La escena callejera mostró cómo esa demanda se transmite entre generaciones. Fotos en blanco y negro colgadas al cuello, pañuelos blancos, carteles, banderas con los rostros de desaparecidos y familias enteras en la marcha reforzaron una dimensión que en política no es menor: la memoria no aparece únicamente como archivo del pasado, sino como relato activo que sigue produciendo pertenencia y movilización.
En ese marco, la presencia de columnas partidarias y sindicales reveló una doble operación. Por un lado, el acto conservó su matriz histórica vinculada a los organismos de derechos humanos. Por otro, funcionó como espacio donde distintas fuerzas buscaron inscribirse en una fecha con alto valor moral y político.
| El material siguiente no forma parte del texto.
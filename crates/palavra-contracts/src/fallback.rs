use rand::seq::SliceRandom;
use rand::Rng;

use crate::cards::{timestamp_millis, VerseResult, VerseSuggestion};

/// Offline verse tables keyed by normalized theme. Used when the live
/// suggestion request fails so the caller still gets thematically relevant
/// results instead of an error.
const SUGGESTION_TABLES: &[(&str, &[(&str, &str)])] = &[
    (
        "fé",
        &[
            (
                "Ora, a fé é a certeza daquilo que esperamos e a prova das coisas que não vemos.",
                "Hebreus 11:1",
            ),
            ("Porque vivemos por fé, e não pelo que vemos.", "2 Coríntios 5:7"),
            (
                "Sem fé é impossível agradar a Deus, pois quem dele se aproxima precisa crer que ele existe e que recompensa aqueles que o buscam.",
                "Hebreus 11:6",
            ),
            (
                "Consequentemente, a fé vem por se ouvir a mensagem, e a mensagem é ouvida mediante a palavra de Cristo.",
                "Romanos 10:17",
            ),
            (
                "Jesus olhou para eles e respondeu: \"Para o homem é impossível, mas para Deus todas as coisas são possíveis\".",
                "Mateus 19:26",
            ),
        ],
    ),
    (
        "esperança",
        &[
            (
                "Mas os que esperam no Senhor renovarão as forças, subirão com asas como águias; correrão, e não se cansarão; caminharão, e não se fatigarão.",
                "Isaías 40:31",
            ),
            (
                "Porque sou eu que conheço os planos que tenho para vocês, diz o Senhor, planos de fazê-los prosperar e não de causar dano, planos de dar a vocês esperança e um futuro.",
                "Jeremias 29:11",
            ),
            (
                "Alegrem-se na esperança, sejam pacientes na tribulação, perseverem na oração.",
                "Romanos 12:12",
            ),
            (
                "Bendito o homem que confia no Senhor, e cuja confiança é o Senhor.",
                "Jeremias 17:7",
            ),
        ],
    ),
    (
        "amor",
        &[
            (
                "O amor é paciente, o amor é bondoso. Não inveja, não se vangloria, não se orgulha.",
                "1 Coríntios 13:4",
            ),
            (
                "Acima de tudo, porém, revistam-se do amor, que é o elo perfeito.",
                "Colossenses 3:14",
            ),
            ("Nós amamos porque ele nos amou primeiro.", "1 João 4:19"),
            (
                "Quem não ama não conhece a Deus, porque Deus é amor.",
                "1 João 4:8",
            ),
        ],
    ),
    (
        "gratidão",
        &[
            (
                "Deem graças em todas as circunstâncias, pois esta é a vontade de Deus para vocês em Cristo Jesus.",
                "1 Tessalonicenses 5:18",
            ),
            (
                "Este é o dia em que o Senhor agiu; alegremo-nos e exultemos neste dia.",
                "Salmos 118:24",
            ),
            (
                "Rendam graças ao Senhor, pois ele é bom; o seu amor dura para sempre.",
                "Salmos 107:1",
            ),
            (
                "Bendiga o Senhor a minha alma! Não esqueça de nenhuma de suas bênçãos!",
                "Salmos 103:2",
            ),
        ],
    ),
    (
        "paz",
        &[
            (
                "Deixo-lhes a paz; a minha paz lhes dou. Não a dou como o mundo a dá. Não se perturbem os seus corações, nem tenham medo.",
                "João 14:27",
            ),
            (
                "E a paz de Deus, que excede todo o entendimento, guardará os seus corações e as suas mentes em Cristo Jesus.",
                "Filipenses 4:7",
            ),
            (
                "Bem-aventurados os pacificadores, pois serão chamados filhos de Deus.",
                "Mateus 5:9",
            ),
            (
                "O Senhor dá força ao seu povo; o Senhor dá a seu povo a bênção da paz.",
                "Salmos 29:11",
            ),
            (
                "Em paz me deito e logo adormeço, pois só tu, Senhor, me fazes viver em segurança.",
                "Salmos 4:8",
            ),
        ],
    ),
    (
        "força",
        &[
            ("Tudo posso naquele que me fortalece.", "Filipenses 4:13"),
            (
                "O Senhor é a minha luz e a minha salvação; de quem terei temor? O Senhor é o meu forte refúgio; de quem terei medo?",
                "Salmos 27:1",
            ),
            (
                "Deus é o nosso refúgio e a nossa fortaleza, auxílio sempre presente na adversidade.",
                "Salmos 46:1",
            ),
            (
                "Sejam fortes e corajosos. Não tenham medo nem fiquem apavorados, pois o Senhor, o seu Deus, vai com vocês; nunca os deixará, nunca os abandonará.",
                "Deuteronômio 31:6",
            ),
        ],
    ),
    (
        "ansiedade",
        &[
            (
                "Lançando sobre ele toda a vossa ansiedade, porque ele tem cuidado de vós.",
                "1 Pedro 5:7",
            ),
            (
                "Não andeis ansiosos por coisa alguma; antes em tudo sejam os vossos pedidos conhecidos diante de Deus pela oração e súplica com ações de graças.",
                "Filipenses 4:6",
            ),
            (
                "Busquei ao Senhor, e ele me respondeu; livrou-me de todos os meus temores.",
                "Salmos 34:4",
            ),
            (
                "A ansiedade no coração do homem o abate, mas uma boa palavra o alegra.",
                "Provérbios 12:25",
            ),
        ],
    ),
    (
        "perdão",
        &[
            (
                "Antes sede uns para com os outros benignos, misericordiosos, perdoando-vos uns aos outros, como também Deus vos perdoou em Cristo.",
                "Efésios 4:32",
            ),
            (
                "Se confessarmos os nossos pecados, ele é fiel e justo para nos perdoar os pecados, e nos purificar de toda a injustiça.",
                "1 João 1:9",
            ),
            (
                "Porque, se perdoardes aos homens as suas ofensas, também vosso Pai celestial vos perdoará a vós.",
                "Mateus 6:14",
            ),
            (
                "Tu, Senhor, és bom, e pronto a perdoar, e abundante em benignidade para todos os que te invocam.",
                "Salmos 86:5",
            ),
        ],
    ),
];

/// Ready-made cards so a first launch with no connectivity still renders
/// something complete.
const SEED_CARDS: &[(&str, &str, &str, &str)] = &[
    (
        "O Senhor é o meu pastor, nada me faltará.",
        "Salmos 23:1",
        "Uma declaração de confiança absoluta na provisão, no cuidado e na proteção de Deus sobre nossas vidas em todos os momentos.",
        "https://images.unsplash.com/photo-1470071459604-3b5ec3a7fe05?q=80&w=720&h=1280&auto=format&fit=crop",
    ),
    (
        "Porque sou eu que conheço os planos que tenho para vocês, diz o Senhor, planos de fazê-los prosperar e não de causar dano, planos de dar a vocês esperança e um futuro.",
        "Jeremias 29:11",
        "Uma promessa poderosa de que Deus tem o controle do nosso destino e que Seus propósitos são sempre para o nosso bem e crescimento.",
        "https://images.unsplash.com/photo-1507643179173-442727e34eac?q=80&w=720&h=1280&auto=format&fit=crop",
    ),
    (
        "O amor é paciente, o amor é bondoso. Não inveja, não se vangloria, não se orgulha.",
        "1 Coríntios 13:4",
        "A definição divina do amor verdadeiro, que não se baseia em sentimentos passageiros, mas em atitudes de bondade e paciência.",
        "https://images.unsplash.com/photo-1518173946687-a4c8892bbd9f?q=80&w=720&h=1280&auto=format&fit=crop",
    ),
    (
        "Tudo posso naquele que me fortalece.",
        "Filipenses 4:13",
        "Um lembrete de que nossa força não vem de nós mesmos, mas da capacidade que Deus nos dá para enfrentar qualquer desafio.",
        "https://images.unsplash.com/photo-1464822759023-fed622ff2c3b?q=80&w=720&h=1280&auto=format&fit=crop",
    ),
    (
        "Deixo-lhes a paz; a minha paz lhes dou. Não a dou como o mundo a dá. Não se perturbem os seus corações, nem tenham medo.",
        "João 14:27",
        "Jesus oferece uma paz sobrenatural que independe das circunstâncias externas, acalmando nossos corações em meio às tempestades.",
        "https://images.unsplash.com/photo-1507525428034-b723cf961d3e?q=80&w=720&h=1280&auto=format&fit=crop",
    ),
];

fn normalize_theme(theme: &str) -> String {
    theme.trim().to_lowercase()
}

fn suggestions_from(rows: &[(&str, &str)]) -> Vec<VerseSuggestion> {
    rows.iter()
        .map(|(text, reference)| VerseSuggestion::new(*text, *reference))
        .collect()
}

/// Dictionary lookup: the normalized theme must contain a known key.
pub fn themed_suggestions(theme: &str) -> Option<Vec<VerseSuggestion>> {
    let normalized = normalize_theme(theme);
    if normalized.is_empty() {
        return None;
    }
    SUGGESTION_TABLES
        .iter()
        .find(|entry| normalized.contains(entry.0))
        .map(|entry| suggestions_from(entry.1))
}

/// Random picks from the flattened pool, for themes with no dictionary match.
/// Reshuffled on every call so repeated failures do not pin the same list.
pub fn pooled_suggestions<R: Rng + ?Sized>(count: usize, rng: &mut R) -> Vec<VerseSuggestion> {
    let mut pool: Vec<VerseSuggestion> = SUGGESTION_TABLES
        .iter()
        .flat_map(|(_, rows)| suggestions_from(rows))
        .collect();
    pool.shuffle(rng);
    pool.truncate(count);
    pool
}

/// Dictionary match first, randomized pool otherwise.
pub fn suggestions_for_theme<R: Rng + ?Sized>(
    theme: &str,
    count: usize,
    rng: &mut R,
) -> Vec<VerseSuggestion> {
    themed_suggestions(theme).unwrap_or_else(|| pooled_suggestions(count, rng))
}

/// One complete offline card with a fresh timestamp.
pub fn seed_card<R: Rng + ?Sized>(rng: &mut R) -> VerseResult {
    let (text, reference, explanation, image_url) = SEED_CARDS
        .choose(rng)
        .copied()
        .unwrap_or(SEED_CARDS[0]);
    VerseResult {
        id: crate::cards::fresh_card_id(),
        verse_text: text.to_string(),
        verse_reference: reference.to_string(),
        explanation: explanation.to_string(),
        image_url: image_url.to_string(),
        is_favorite: false,
        created_at: timestamp_millis(),
    }
}

#[cfg(test)]
mod tests {
    use rand::rngs::StdRng;
    use rand::SeedableRng;

    use super::{pooled_suggestions, seed_card, suggestions_for_theme, themed_suggestions};

    #[test]
    fn themed_lookup_matches_by_substring() {
        let suggestions = themed_suggestions("Versículos sobre a Paz").unwrap_or_default();
        assert_eq!(suggestions.len(), 5);
        assert!(suggestions
            .iter()
            .any(|row| row.verse_reference == "João 14:27"));
    }

    #[test]
    fn unknown_theme_falls_back_to_pool() {
        let mut rng = StdRng::seed_from_u64(7);
        let suggestions = suggestions_for_theme("finanças", 5, &mut rng);
        assert_eq!(suggestions.len(), 5);
        assert!(suggestions.iter().all(|row| row.is_complete()));
    }

    #[test]
    fn pool_sampling_is_reshuffled() {
        let mut rng_a = StdRng::seed_from_u64(1);
        let mut rng_b = StdRng::seed_from_u64(2);
        let first = pooled_suggestions(5, &mut rng_a);
        let second = pooled_suggestions(5, &mut rng_b);
        assert_ne!(first, second);
    }

    #[test]
    fn seed_cards_are_complete() {
        let mut rng = StdRng::seed_from_u64(3);
        let card = seed_card(&mut rng);
        assert!(!card.id.is_empty());
        assert!(!card.explanation.is_empty());
        assert!(!card.image_url.is_empty());
        assert!(card.created_at > 0);
    }
}
use anyhow::{anyhow, bail, Context, Result};
use base64::engine::general_purpose::STANDARD as BASE64;
use base64::Engine as _;
use image::codecs::jpeg::JpegEncoder;
use image::{DynamicImage, Rgb, RgbImage};
use palavra_contracts::cards::{VerseResult, VerseSuggestion};
use palavra_contracts::daily::{today_local, DailyVerseStore};
use palavra_contracts::events::{EventJournal, EventPayload};
use palavra_contracts::fallback;
use palavra_contracts::gallery::GalleryStore;
use rand::seq::SliceRandom;
use rand::Rng;
use reqwest::blocking::{Client as HttpClient, Response as HttpResponse};
use reqwest::header::AUTHORIZATION;
use serde_json::{json, Map, Value};
use sha2::{Digest, Sha256};
use uuid::Uuid;

const TEXT_REQUEST_TIMEOUT: Duration = Duration::from_secs(60);
const IMAGE_REQUEST_TIMEOUT: Duration = Duration::from_secs(120);
const STOCK_REQUEST_TIMEOUT: Duration = Duration::from_secs(30);

/// Shared search vocabulary for the stock fetchers, so every fallback tier
/// stays on theme with the generated artwork.
const NATURE_QUERIES: &[&str] = &[
    "nature landscape",
    "beautiful sky",
    "sunset over mountains",
    "peaceful forest",
    "ocean waves sunrise",
    "heavenly clouds",
    "spiritual nature light",
    "abstract nature textures",
];

const LIGHTING_STYLES: &[&str] = &[
    "luz dourada do amanhecer",
    "crepúsculo dramático",
    "luz suave e difusa",
    "raios de sol rompendo as nuvens",
    "iluminação etérea e celestial",
    "noite estrelada serena",
    "luz natural brilhante de meio-dia",
];

const VIEW_ANGLES: &[&str] = &[
    "vista aérea majestosa",
    "vista panorâmica de grande angular",
    "horizonte distante",
    "vista ampla do vale",
    "paisagem vasta e infinita",
];

const NATURE_ELEMENTS: &[&str] = &[
    "montanhas imponentes sob o céu",
    "oceano vasto e profundo",
    "floresta antiga vista do alto",
    "cachoeira grandiosa entre rochas",
    "deserto vasto e sereno",
    "vale verdejante entre colinas distantes",
    "céu dramático com nuvens e raios de sol",
    "lago cristalino refletindo montanhas",
];

/// The underlying model has no negative-prompt channel, so the exclusions
/// must be spelled out inside the prompt itself.
const NEGATIVE_CONSTRAINTS: &str = "ABSOLUTAMENTE SEM PESSOAS, SEM SERES HUMANOS, SEM ROSTOS, SEM MÃOS, \
     SEM FIGURAS HUMANAS. SEM INTERIORES, SEM MÓVEIS, SEM PRÉDIOS. \
     SEM TEXTO, SEM LETRAS, SEM MARCAS D'ÁGUA";

const SYSTEM_BIBLE_ASSISTANT: &str = "Você é um assistente especialista em estudos bíblicos. Sempre responda em \
     português do Brasil. Não use nenhum outro idioma.";

const SYSTEM_THEOLOGIAN: &str = "Você é um especialista em teologia que explica versículos bíblicos de forma \
     clara e inspiradora. Sempre responda em português do Brasil.";

#[derive(Debug, Clone, Copy)]
pub struct ImageStyle {
    pub id: &'static str,
    pub label: &'static str,
    pub prompt: &'static str,
}
use chrono::Utc;
use serde::{Deserialize, Serialize};
use uuid::Uuid;

/// A candidate verse returned by the suggestion service. Field names stay in
/// camelCase on the wire so payloads match the stored-gallery format.
#[derive(Debug, Clone, PartialEq, Eq, Serialize, Deserialize)]
#[serde(rename_all = "camelCase")]
pub struct VerseSuggestion {
    pub verse_text: String,
    pub verse_reference: String,
}

impl VerseSuggestion {
    pub fn new(verse_text: impl Into<String>, verse_reference: impl Into<String>) -> Self {
        Self {
            verse_text: verse_text.into(),
            verse_reference: verse_reference.into(),
        }
    }

    pub fn is_complete(&self) -> bool {
        !self.verse_text.trim().is_empty() && !self.verse_reference.trim().is_empty()
    }
}

/// A finished card: verse, explanation and image, as persisted in the gallery.
#[derive(Debug, Clone, PartialEq, Serialize, Deserialize)]
#[serde(rename_all = "camelCase")]
pub struct VerseResult {
    pub id: String,
    pub verse_text: String,
    pub verse_reference: String,
    pub explanation: String,
    pub image_url: String,
    pub is_favorite: bool,
    pub created_at: i64,
}

impl VerseResult {
    pub fn from_parts(suggestion: VerseSuggestion, explanation: String, image_url: String) -> Self {
        Self {
            id: fresh_card_id(),
            verse_text: suggestion.verse_text,
            verse_reference: suggestion.verse_reference,
            explanation,
            image_url,
            is_favorite: false,
            created_at: timestamp_millis(),
        }
    }

    /// Share caption, same shape the original card composer used.
    pub fn caption(&self) -> String {
        format!("\"{}\" - {}", self.verse_text, self.verse_reference)
    }
}

pub fn fresh_card_id() -> String {
    Uuid::new_v4().to_string()
}

pub fn timestamp_millis() -> i64 {
    Utc::now().timestamp_millis()
}

#[cfg(test)]
mod tests {
    use super::{VerseResult, VerseSuggestion};

    #[test]
    fn suggestion_completeness_requires_both_fields() {
        assert!(VerseSuggestion::new("Tudo posso", "Filipenses 4:13").is_complete());
        assert!(!VerseSuggestion::new("  ", "Filipenses 4:13").is_complete());
        assert!(!VerseSuggestion::new("Tudo posso", "").is_complete());
    }

    #[test]
    fn result_serializes_with_camel_case_keys() -> anyhow::Result<()> {
        let result = VerseResult::from_parts(
            VerseSuggestion::new("Tudo posso", "Filipenses 4:13"),
            "explicação".to_string(),
            "https://example.com/a.jpg".to_string(),
        );
        let value = serde_json::to_value(&result)?;
        assert!(value.get("verseText").is_some());
        assert!(value.get("verseReference").is_some());
        assert!(value.get("imageUrl").is_some());
        assert!(value.get("isFavorite").is_some());
        assert!(value.get("createdAt").is_some());
        assert!(!result.id.is_empty());
        Ok(())
    }

    #[test]
    fn caption_embeds_text_and_reference() {
        let result = VerseResult::from_parts(
            VerseSuggestion::new("Tudo posso", "Filipenses 4:13"),
            String::new(),
            String::new(),
        );
        assert_eq!(result.caption(), "\"Tudo posso\" - Filipenses 4:13");
    }
}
La decisión de La Cámpora de partir desde la ex-ESMA hacia Plaza de Mayo, en una caravana de 16 kilómetros, e incluir una parada en San José 1111, frente al departamento donde Cristina Kirchner cumple una condena, agregó una señal específica dentro de esa disputa por los símbolos y los recorridos.
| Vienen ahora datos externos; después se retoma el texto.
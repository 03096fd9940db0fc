use std::sync::Arc;

use futures::future::BoxFuture;
use reqwest::{Client, Method, header};
use serde::{Serialize, de::DeserializeOwned};
use time::OffsetDateTime;
use uuid::Uuid;

use crate::dao::{
    models::{ChallengeEntity, TeamEntity, TeamPatch, UserEntity, UserPatch},
    storage::StorageResult,
    team_store::TeamStore,
};

use super::{
    config::RestConfig,
    error::{RestDaoError, RestResult},
    models::{
        CHALLENGES_TABLE, InsertTeamBody, InsertedIdRow, TEAM_TABLE, TeamPatchBody, TeamVetoRow,
        USER_TABLE, UserPatchBody, eq_filter, not_in_filter,
    },
};

/// Team store backed by a hosted relational database exposed through a
/// PostgREST-style HTTP dialect.
#[derive(Clone)]
pub struct PostgrestTeamStore {
    client: Client,
    base_url: Arc<str>,
    api_key: Option<Arc<str>>,
}

impl PostgrestTeamStore {
    /// Build the HTTP client and verify the store answers.
    pub async fn connect(config: RestConfig) -> RestResult<Self> {
        let client = Client::builder()
            .build()
            .map_err(|source| RestDaoError::ClientBuilder { source })?;

        let store = Self {
            client,
            base_url: Arc::<str>::from(config.base_url.trim_end_matches('/')),
            api_key: config.api_key.map(Arc::<str>::from),
        };

        store.probe().await?;
        Ok(store)
    }

    fn request(&self, method: Method, table: &str, filters: &[String]) -> reqwest::RequestBuilder {
        let mut url = format!("{}/{}", self.base_url, table);
        if !filters.is_empty() {
            url.push('?');
            url.push_str(&filters.join("&"));
        }

        let mut builder = self.client.request(method, url);
        if let Some(ref key) = self.api_key {
            builder = builder
                .header("apikey", key.as_ref())
                .bearer_auth(key.as_ref());
        }
        builder
    }

    /// Cheap probe asking the challenges table for a single id.
    async fn probe(&self) -> RestResult<()> {
        let filters = ["select=id".to_string(), "limit=1".to_string()];
        self.get_rows::<serde_json::Value>(CHALLENGES_TABLE, &filters)
            .await
            .map(|_| ())
    }

    async fn get_rows<T>(&self, table: &str, filters: &[String]) -> RestResult<Vec<T>>
    where
        T: DeserializeOwned,
    {
        let response = self
            .request(Method::GET, table, filters)
            .send()
            .await
            .map_err(|source| RestDaoError::RequestSend {
                path: table.to_string(),
                source,
            })?;

        let status = response.status();
        if !status.is_success() {
            return Err(RestDaoError::RequestStatus {
                path: table.to_string(),
                status,
            });
        }

        response
            .json::<Vec<T>>()
            .await
            .map_err(|source| RestDaoError::DecodeResponse {
                path: table.to_string(),
                source,
            })
    }

    async fn patch_rows<B>(&self, table: &str, filter: String, body: &B) -> RestResult<()>
    where
        B: Serialize + ?Sized,
    {
        let response = self
            .request(Method::PATCH, table, &[filter])
            .header(header::CONTENT_TYPE, "application/json")
            .header("Prefer", "return=minimal")
            .json(body)
            .send()
            .await
            .map_err(|source| RestDaoError::RequestSend {
                path: table.to_string(),
                source,
            })?;

        let status = response.status();
        if status.is_success() {
            Ok(())
        } else {
            Err(RestDaoError::RequestStatus {
                path: table.to_string(),
                status,
            })
        }
    }

    async fn insert_returning_id<B>(&self, table: &'static str, body: &B) -> RestResult<i64>
    where
        B: Serialize + ?Sized,
    {
        let filters = ["select=id".to_string()];
        let response = self
            .request(Method::POST, table, &filters)
            .header(header::CONTENT_TYPE, "application/json")
            .header("Prefer", "return=representation")
            .json(body)
            .send()
            .await
            .map_err(|source| RestDaoError::RequestSend {
                path: table.to_string(),
                source,
            })?;

        let status = response.status();
        if !status.is_success() {
            return Err(RestDaoError::RequestStatus {
                path: table.to_string(),
                status,
            });
        }

        let rows = response.json::<Vec<InsertedIdRow>>().await.map_err(|source| {
            RestDaoError::DecodeResponse {
                path: table.to_string(),
                source,
            }
        })?;

        rows.into_iter()
            .next()
            .map(|row| row.id)
            .ok_or(RestDaoError::EmptyInsertReturn { table })
    }
}

impl TeamStore for PostgrestTeamStore {
    fn select_challenges(
        &self,
        exclude: Vec<i64>,
    ) -> BoxFuture<'static, StorageResult<Vec<ChallengeEntity>>> {
        let store = self.clone();
        Box::pin(async move {
            let mut filters = vec!["select=*".to_string()];
            if let Some(filter) = not_in_filter("id", &exclude) {
                filters.push(filter);
            }
            store
                .get_rows::<ChallengeEntity>(CHALLENGES_TABLE, &filters)
                .await
                .map_err(Into::into)
        })
    }

    fn find_team(&self, id: i64) -> BoxFuture<'static, StorageResult<Option<TeamEntity>>> {
        let store = self.clone();
        Box::pin(async move {
            let filters = [
                "select=*".to_string(),
                eq_filter("id", id),
                "limit=1".to_string(),
            ];
            let rows = store.get_rows::<TeamEntity>(TEAM_TABLE, &filters).await?;
            Ok(rows.into_iter().next())
        })
    }

    fn update_team(&self, id: i64, patch: TeamPatch) -> BoxFuture<'static, StorageResult<()>> {
        let store = self.clone();
        Box::pin(async move {
            let body = TeamPatchBody::from(patch);
            store
                .patch_rows(TEAM_TABLE, eq_filter("id", id), &body)
                .await
                .map_err(Into::into)
        })
    }

    fn select_team_veto(
        &self,
        id: i64,
    ) -> BoxFuture<'static, StorageResult<Option<OffsetDateTime>>> {
        let store = self.clone();
        Box::pin(async move {
            let filters = [
                "select=veto_until".to_string(),
                eq_filter("id", id),
                "limit=1".to_string(),
            ];
            let rows = store.get_rows::<TeamVetoRow>(TEAM_TABLE, &filters).await?;
            Ok(rows.into_iter().next().and_then(|row| row.veto_until))
        })
    }

    fn insert_team(&self, name: String, coins: f64) -> BoxFuture<'static, StorageResult<i64>> {
        let store = self.clone();
        Box::pin(async move {
            let body = InsertTeamBody {
                name,
                coins,
                challenges_completed: Vec::new(),
            };
            store
                .insert_returning_id(TEAM_TABLE, &body)
                .await
                .map_err(Into::into)
        })
    }

    fn list_teams(&self) -> BoxFuture<'static, StorageResult<Vec<TeamEntity>>> {
        let store = self.clone();
        Box::pin(async move {
            let filters = ["select=*".to_string(), "order=id.asc".to_string()];
            store
                .get_rows::<TeamEntity>(TEAM_TABLE, &filters)
                .await
                .map_err(Into::into)
        })
    }

    fn find_user(&self, id: Uuid) -> BoxFuture<'static, StorageResult<Option<UserEntity>>> {
        let store = self.clone();
        Box::pin(async move {
            let filters = [
                "select=*".to_string(),
                eq_filter("id", id),
                "limit=1".to_string(),
            ];
            let rows = store.get_rows::<UserEntity>(USER_TABLE, &filters).await?;
            Ok(rows.into_iter().next())
        })
    }

    fn update_user(&self, id: Uuid, patch: UserPatch) -> BoxFuture<'static, StorageResult<()>> {
        let store = self.clone();
        Box::pin(async move {
            let body = UserPatchBody::from(patch);
            store
                .patch_rows(USER_TABLE, eq_filter("id", id), &body)
                .await
                .map_err(Into::into)
        })
    }

    fn list_users(&self) -> BoxFuture<'static, StorageResult<Vec<UserEntity>>> {
        let store = self.clone();
        Box::pin(async move {
            let filters = ["select=*".to_string(), "order=created_at.asc".to_string()];
            store
                .get_rows::<UserEntity>(USER_TABLE, &filters)
                .await
                .map_err(Into::into)
        })
    }

    fn health_check(&self) -> BoxFuture<'static, StorageResult<()>> {
        let store = self.clone();
        Box::pin(async move { store.probe().await.map_err(Into::into) })
    }

    fn try_reconnect(&self) -> BoxFuture<'static, StorageResult<()>> {
        let store = self.clone();
        Box::pin(async move { store.probe().await.map_err(Into::into) })
    }
}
El saludo de CFK desde el balcón, en ese contexto, no quedó desacoplado de la jornada. Sin necesidad de ocupar el centro formal del acto, esa imagen se integró a una secuencia política donde la memoria, la militancia y la referencia a una figura opositora convergieron en una misma puesta en escena.
Correlación de fuerzas: quién capitaliza una fecha que excede a todos
La Plaza llena fortaleció, en primer lugar, a los organismos que sostienen la agenda de derechos humanos como política pública y como narrativa histórica. La expectativa por el documento central mostró que, aun en un escenario fragmentado, sigue existiendo una búsqueda de palabra autorizada capaz de ordenar el sentido de la jornada.
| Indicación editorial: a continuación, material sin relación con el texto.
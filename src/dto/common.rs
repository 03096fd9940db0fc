use serde::Serialize;
use time::OffsetDateTime;
use utoipa::ToSchema;

use crate::{
    state::{TurnPhase, turn::{Challenge, Team}},
    timer::format_time,
};

/// Client-facing name of the current turn phase.
#[derive(Debug, Clone, Copy, PartialEq, Eq, Serialize, ToSchema)]
#[serde(rename_all = "snake_case")]
pub enum VisibleTurnPhase {
    Idle,
    ChallengeActive,
    Vetoed,
    Transit,
}

impl From<&TurnPhase> for VisibleTurnPhase {
    fn from(phase: &TurnPhase) -> Self {
        match phase {
            TurnPhase::Idle => VisibleTurnPhase::Idle,
            TurnPhase::ChallengeActive(_) => VisibleTurnPhase::ChallengeActive,
            TurnPhase::Vetoed { .. } => VisibleTurnPhase::Vetoed,
            TurnPhase::Transit(_) => VisibleTurnPhase::Transit,
        }
    }
}

/// Snapshot of a challenge as shown to a runner.
#[derive(Debug, Clone, Serialize, ToSchema)]
pub struct ChallengeSnapshot {
    pub id: i64,
    pub name: String,
    /// Description with `[label](url)` spans rendered to anchors.
    pub description: String,
    pub min_coins: i64,
    pub max_coins: i64,
    pub is_curse: bool,
}

impl From<&Challenge> for ChallengeSnapshot {
    fn from(challenge: &Challenge) -> Self {
        Self {
            id: challenge.id,
            name: challenge.name.clone(),
            description: crate::state::turn::render_description_links(&challenge.description),
            min_coins: challenge.min_coins,
            max_coins: challenge.max_coins,
            is_curse: challenge.is_curse,
        }
    }
}

/// Shared snapshot describing a team's current turn and related context.
#[derive(Debug, Clone, Serialize, ToSchema)]
pub struct TurnSnapshot {
    pub team_id: i64,
    pub phase: VisibleTurnPhase,
    /// Transit credit in minutes.
    pub coins: f64,
    /// True while the transit coin burn is running; challenge actions must
    /// stay disabled in the client while set.
    pub transit: bool,
    /// Present while a challenge is drawn.
    #[serde(skip_serializing_if = "Option::is_none")]
    pub challenge: Option<ChallengeSnapshot>,
    /// Present while a veto cooldown runs.
    #[serde(
        skip_serializing_if = "Option::is_none",
        with = "time::serde::rfc3339::option"
    )]
    pub veto_until: Option<OffsetDateTime>,
    /// Remaining cooldown rendered as `MM:SS`; present while vetoed.
    #[serde(skip_serializing_if = "Option::is_none")]
    pub veto_remaining: Option<String>,
    /// Ordered ids of completed challenges.
    pub challenges_completed: Vec<i64>,
}

impl TurnSnapshot {
    /// Merge the persisted team data with the in-memory phase.
    pub fn from_parts(team: &Team, phase: &TurnPhase) -> Self {
        let (challenge, veto_until) = match phase {
            TurnPhase::ChallengeActive(challenge) => (Some(challenge.into()), None),
            TurnPhase::Vetoed { until } => (None, Some(*until)),
            _ => (None, None),
        };

        let veto_remaining = veto_until.map(|until| {
            let remaining = (until - OffsetDateTime::now_utc()).whole_seconds().max(0);
            format_time(remaining as f64, 2)
        });

        Self {
            team_id: team.id,
            phase: phase.into(),
            coins: team.coins,
            transit: matches!(phase, TurnPhase::Transit(_)),
            challenge,
            veto_until,
            veto_remaining,
            challenges_completed: team.challenges_completed.clone(),
        }
    }
}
Al mismo tiempo, la movilización ofreció volumen político a un abanico más amplio de actores: organizaciones sindicales, espacios partidarios, sectores del peronismo, radicalismo y agrupaciones de izquierda. Esa amplitud no implica unidad estratégica, pero sí marca un dato relevante: frente a una fecha cargada de historia, ninguna fuerza con vocación de incidencia quiso quedar afuera de la escena principal.
La lectura de poder aparece justamente ahí. El 24 de marzo no es solo una conmemoración; también funciona como un test de capacidad de presencia, articulación y legitimidad. Quien logra inscribirse sin desentonar en esa fecha suma un activo simbólico. Quien queda corrido del clima general, pierde interlocución con una porción significativa del espacio público.
La participación del Frente Renovador y el mensaje difundido por Sergio Massa en sus redes sociales también ingresan en esa lógica. No alteran la centralidad de los organismos, pero sí muestran cómo una fecha de memoria se proyecta sobre el tablero opositor y obliga a cada actor a fijar posición.
Un documento esperado y una plaza que dejó más de una señal abierta
La atención puesta en la lectura del documento central a las 16.30 condensó buena parte de la expectativa política del día. No solo por lo que pudiera decir, sino por la posibilidad de que funcionara como síntesis de una movilización multitudinaria y heterogénea. En aniversarios como este, la calle ordena, pero no resuelve por sí sola las diferencias.
Lo que deberá observarse en las próximas horas es si esa masividad se traduce en una voz común capaz de proyectarse más allá de la fecha o si quedará como una demostración potente, aunque dispersa, de rechazo al olvido y defensa del consenso democrático. También habrá que ver qué lugar ocupa esta jornada en la disputa más amplia por el sentido del pasado reciente, un terreno donde la memoria sigue lejos de haberse cristalizado.
A 50 años del golpe, la Plaza de Mayo volvió a demostrar que hay fechas que no se administran desde arriba ni se reducen a protocolo. Se construyen en la calle, con cuerpos, símbolos y relatos. Y esta vez, otra vez, la política tuvo que leer primero lo que ya estaba diciendo la multitud.